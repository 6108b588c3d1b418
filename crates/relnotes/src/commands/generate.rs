//! Generate command.

use std::fs::{self, OpenOptions};
use std::io::Write;
use std::path::{Path, PathBuf};

use anyhow::{Context, Result};
use clap::Args;
use relnotes_config::{Config, find_config_from, load_config_or_default};
use relnotes_core::{Changelog, ChangelogRequest, Mode, Pipeline};
use relnotes_forge::{DEFAULT_API_BASE, GitHubClient, RepoSlug};
use tracing::{debug, info};

/// Arguments for the generate command.
#[derive(Debug, Args)]
pub struct GenerateArgs {
    /// Repository as owner/name
    #[arg(long, env = "GITHUB_REPOSITORY")]
    pub repo: String,

    /// API token
    #[arg(long, env = "GITHUB_TOKEN", hide_env_values = true)]
    pub token: Option<String>,

    /// Older tag (default: the tag preceding --to-tag)
    #[arg(long, default_value = "")]
    pub from_tag: String,

    /// Newer tag (default: derived from --ref)
    #[arg(long, default_value = "")]
    pub to_tag: String,

    /// Reference that triggered the run, e.g. refs/tags/v1.2.0
    #[arg(long = "ref", env = "GITHUB_REF", default_value = "")]
    pub reference: String,

    /// Sections to include: PR, COMMIT or HYBRID
    #[arg(short, long, default_value = "PR")]
    pub mode: String,

    /// Category configuration (default: relnotes.toml found from the current directory)
    #[arg(short, long)]
    pub config: Option<PathBuf>,

    /// Write the changelog to a file instead of stdout
    #[arg(short, long)]
    pub output: Option<PathBuf>,

    /// API base URL
    #[arg(long, env = "GITHUB_API_URL", default_value = DEFAULT_API_BASE)]
    pub api_url: String,
}

/// Runs the generate command.
pub fn run(args: GenerateArgs) -> Result<()> {
    // Reject bad input before any network activity
    let mode: Mode = args.mode.parse()?;
    let repo: RepoSlug = args.repo.parse().context("invalid --repo")?;
    let config = resolve_config(args.config.as_deref());

    let client = GitHubClient::new(args.token)
        .context("failed to create GitHub client")?
        .with_api_base(&args.api_url);
    debug!(api_base = client.api_base(), "using GitHub API");

    let request = ChangelogRequest {
        repo,
        from_tag: args.from_tag,
        to_tag: args.to_tag,
        current_ref: args.reference,
        mode,
    };

    let pipeline = Pipeline::new(client, config);
    let rt = tokio::runtime::Runtime::new().context("failed to create async runtime")?;
    let changelog = rt
        .block_on(pipeline.run(&request))
        .context("failed to generate changelog")?;

    // Step outputs go first so a failure there leaves nothing emitted
    if let Some(path) = std::env::var_os("GITHUB_OUTPUT").filter(|p| !p.is_empty()) {
        write_step_outputs(Path::new(&path), &changelog)?;
    }

    emit(&changelog, args.output.as_deref())?;

    info!(
        from = %changelog.range.from,
        to = %changelog.range.to,
        "release notes generated"
    );
    Ok(())
}

fn resolve_config(explicit: Option<&Path>) -> Config {
    if explicit.is_some() {
        return load_config_or_default(explicit);
    }

    let found = std::env::current_dir()
        .ok()
        .and_then(find_config_from);
    load_config_or_default(found.as_deref())
}

fn emit(changelog: &Changelog, output: Option<&Path>) -> Result<()> {
    match output {
        Some(path) => {
            fs::write(path, format!("{}\n", changelog.body))
                .with_context(|| format!("failed to write {}", path.display()))?;
            println!("Wrote changelog to {}", path.display());
        }
        None => println!("{}", changelog.body),
    }
    Ok(())
}

/// Appends `changelog`, `from_tag` and `to_tag` to a workflow output file.
fn write_step_outputs(path: &Path, changelog: &Changelog) -> Result<()> {
    let mut file = OpenOptions::new()
        .create(true)
        .append(true)
        .open(path)
        .with_context(|| format!("failed to open {}", path.display()))?;

    let delimiter = delimiter_for(&changelog.body);
    let content = format!(
        "changelog<<{delimiter}\n{}\n{delimiter}\nfrom_tag={}\nto_tag={}\n",
        changelog.body, changelog.range.from, changelog.range.to
    );
    file.write_all(content.as_bytes())
        .with_context(|| format!("failed to write {}", path.display()))?;

    debug!(path = %path.display(), "wrote step outputs");
    Ok(())
}

/// Picks a heredoc delimiter that does not occur in `body`.
fn delimiter_for(body: &str) -> String {
    let mut delimiter = String::from("RELNOTES_EOF");
    while body.contains(&delimiter) {
        delimiter.push('_');
    }
    delimiter
}
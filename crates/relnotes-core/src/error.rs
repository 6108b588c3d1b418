//! Core error types.

use thiserror::Error;

/// Core-related errors.
#[derive(Debug, Error)]
pub enum CoreError {
    /// Unrecognized operating mode.
    #[error("invalid mode \"{0}\": must be one of PR, COMMIT, HYBRID")]
    InvalidMode(String),

    /// The tag range could not be determined.
    #[error("range error: {0}")]
    Range(#[from] RangeError),

    /// A repository query failed.
    #[error("fetch error: {0}")]
    Fetch(#[from] relnotes_forge::ForgeError),
}

/// Result type for core operations.
pub type CoreResult<T> = Result<T, CoreError>;

/// Reasons a tag range cannot be resolved.
#[derive(Debug, Clone, PartialEq, Eq, Error)]
pub enum RangeError {
    /// No to-tag was given and the current reference is not a tag.
    #[error("ambiguous to-tag: could not determine the current tag from ref \"{0}\"; provide a to-tag")]
    AmbiguousToTag(String),

    /// The to-tag is missing from the repository's tag list.
    #[error("tag not found: \"{0}\" is not in the repository's tag list")]
    TagNotFound(String),

    /// The to-tag is the oldest tag, so nothing precedes it.
    #[error("no previous tag: \"{0}\" appears to be the first tag")]
    NoPreviousTag(String),
}

#[cfg(test)]
mod tests {
    use super::*;

    #[test]
    fn test_invalid_mode_display() {
        let err = CoreError::InvalidMode("FULL".to_string());
        assert_eq!(
            err.to_string(),
            "invalid mode \"FULL\": must be one of PR, COMMIT, HYBRID"
        );
    }

    #[test]
    fn test_range_display() {
        let err = CoreError::from(RangeError::NoPreviousTag("v0.1.0".to_string()));
        assert_eq!(
            err.to_string(),
            "range error: no previous tag: \"v0.1.0\" appears to be the first tag"
        );
    }

    #[test]
    fn test_ambiguous_display() {
        let err = RangeError::AmbiguousToTag("refs/heads/main".to_string());
        assert!(err.to_string().starts_with("ambiguous to-tag"));
        assert!(err.to_string().contains("refs/heads/main"));
    }

    #[test]
    fn test_fetch_display() {
        let err = CoreError::from(relnotes_forge::ForgeError::RateLimited);
        assert_eq!(err.to_string(), "fetch error: rate limited");
    }
}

**TASK OBJECTIVE:** Retype the entries shown above. Keep every word exactly as it is.

**FINAL ANSWER:**
repository 6108b588c3d1b418
filename crates/relnotes/src/commands/generate.rs
//! Generate command.

use std::fs::{self, OpenOptions};
use std::io::Write;
use std::path::{Path, PathBuf};

use anyhow::{Context, Result};
use clap::Args;
use relnotes_config::{Config, find_config_from, load_config_or_default};
use relnotes_core::{Changelog, ChangelogRequest, Mode, Pipeline};
use relnotes_forge::{DEFAULT_API_BASE, GitHubClient, RepoSlug};
use tracing::{debug, info};

/// Arguments for the generate command.
#[derive(Debug, Args)]
pub struct GenerateArgs {
    /// Repository as owner/name
    #[arg(long, env = "GITHUB_REPOSITORY")]
    pub repo: String,

    /// API token
    #[arg(long, env = "GITHUB_TOKEN", hide_env_values = true)]
    pub token: Option<String>,

    /// Older tag (default: the tag preceding --to-tag)
    #[arg(long, default_value = "")]
    pub from_tag: String,

    /// Newer tag (default: derived from --ref)
    #[arg(long, default_value = "")]
    pub to_tag: String,

    /// Reference that triggered the run, e.g. refs/tags/v1.2.0
    #[arg(long = "ref", env = "GITHUB_REF", default_value = "")]
    pub reference: String,

    /// Sections to include: PR, COMMIT or HYBRID
    #[arg(short, long, default_value = "PR")]
    pub mode: String,

    /// Category configuration (default: relnotes.toml found from the current directory)
    #[arg(short, long)]
    pub config: Option<PathBuf>,

    /// Write the changelog to a file instead of stdout
    #[arg(short, long)]
    pub output: Option<PathBuf>,

    /// API base URL
    #[arg(long, env = "GITHUB_API_URL", default_value = DEFAULT_API_BASE)]
    pub api_url: String,
}

/// Runs the generate command.
pub fn run(args: GenerateArgs) -> Result<()> {
    // Reject bad input before any network activity
    let mode: Mode = args.mode.parse()?;
    let repo: RepoSlug = args.repo.parse().context("invalid --repo")?;
    let config = resolve_config(args.config.as_deref());

    let client = GitHubClient::new(args.token)
        .context("failed to create GitHub client")?
        .with_api_base(&args.api_url);
    debug!(api_base = client.api_base(), "using GitHub API");

    let request = ChangelogRequest {
        repo,
        from_tag: args.from_tag,
        to_tag: args.to_tag,
        current_ref: args.reference,
        mode,
    };

    let pipeline = Pipeline::new(client, config);
    let rt = tokio::runtime::Runtime::new().context("failed to create async runtime")?;
    let changelog = rt
        .block_on(pipeline.run(&request))
        .context("failed to generate changelog")?;

    // Step outputs go first so a failure there leaves nothing emitted
    if let Some(path) = std::env::var_os("GITHUB_OUTPUT").filter(|p| !p.is_empty()) {
        write_step_outputs(Path::new(&path), &changelog)?;
    }

    emit(&changelog, args.output.as_deref())?;

    info!(
        from = %changelog.range.from,
        to = %changelog.range.to,
        "release notes generated"
    );
    Ok(())
}

fn resolve_config(explicit: Option<&Path>) -> Config {
    if explicit.is_some() {
        return load_config_or_default(explicit);
    }

    let found = std::env::current_dir()
        .ok()
        .and_then(find_config_from);
    load_config_or_default(found.as_deref())
}

fn emit(changelog: &Changelog, output: Option<&Path>) -> Result<()> {
    match output {
        Some(path) => {
            fs::write(path, format!("{}\n", changelog.body))
                .with_context(|| format!("failed to write {}", path.display()))?;
            println!("Wrote changelog to {}", path.display());
        }
        None => println!("{}", changelog.body),
    }
    Ok(())
}

/// Appends `changelog`, `from_tag` and `to_tag` to a workflow output file.
fn write_step_outputs(path: &Path, changelog: &Changelog) -> Result<()> {
    let mut file = OpenOptions::new()
        .create(true)
        .append(true)
        .open(path)
        .with_context(|| format!("failed to open {}", path.display()))?;

    let delimiter = delimiter_for(&changelog.body);
    let content = format!(
        "changelog<<{delimiter}\n{}\n{delimiter}\nfrom_tag={}\nto_tag={}\n",
        changelog.body, changelog.range.from, changelog.range.to
    );
    file.write_all(content.as_bytes())
        .with_context(|| format!("failed to write {}", path.display()))?;

    debug!(path = %path.display(), "wrote step outputs");
    Ok(())
}

/// Picks a heredoc delimiter that does not occur in `body`.
fn delimiter_for(body: &str) -> String {
    let mut delimiter = String::from("RELNOTES_EOF");
    while body.contains(&delimiter) {
        delimiter.push('_');
    }
    delimiter
}
filename crates/relnotes-core/src/error.rs
repository 6108b588c3d1b418
//! Core error types.

use thiserror::Error;

/// Core-related errors.
#[derive(Debug, Error)]
pub enum CoreError {
    /// Unrecognized operating mode.
    #[error("invalid mode \"{0}\": must be one of PR, COMMIT, HYBRID")]
    InvalidMode(String),

    /// The tag range could not be determined.
    #[error("range error: {0}")]
    Range(#[from] RangeError),

    /// A repository query failed.
    #[error("fetch error: {0}")]
    Fetch(#[from] relnotes_forge::ForgeError),
}

/// Result type for core operations.
pub type CoreResult<T> = Result<T, CoreError>;

/// Reasons a tag range cannot be resolved.
#[derive(Debug, Clone, PartialEq, Eq, Error)]
pub enum RangeError {
    /// No to-tag was given and the current reference is not a tag.
    #[error("ambiguous to-tag: could not determine the current tag from ref \"{0}\"; provide a to-tag")]
    AmbiguousToTag(String),

    /// The to-tag is missing from the repository's tag list.
    #[error("tag not found: \"{0}\" is not in the repository's tag list")]
    TagNotFound(String),

    /// The to-tag is the oldest tag, so nothing precedes it.
    #[error("no previous tag: \"{0}\" appears to be the first tag")]
    NoPreviousTag(String),
}

#[cfg(test)]
mod tests {
    use super::*;

    #[test]
    fn test_invalid_mode_display() {
        let err = CoreError::InvalidMode("FULL".to_string());
        assert_eq!(
            err.to_string(),
            "invalid mode \"FULL\": must be one of PR, COMMIT, HYBRID"
        );
    }

    #[test]
    fn test_range_display() {
        let err = CoreError::from(RangeError::NoPreviousTag("v0.1.0".to_string()));
        assert_eq!(
            err.to_string(),
            "range error: no previous tag: \"v0.1.0\" appears to be the first tag"
        );
    }

    #[test]
    fn test_ambiguous_display() {
        let err = RangeError::AmbiguousToTag("refs/heads/main".to_string());
        assert!(err.to_string().starts_with("ambiguous to-tag"));
        assert!(err.to_string().contains("refs/heads/main"));
    }

    #[test]
    fn test_fetch_display() {
        let err = CoreError::from(relnotes_forge::ForgeError::RateLimited);
        assert_eq!(err.to_string(), "fetch error: rate limited");
    }
}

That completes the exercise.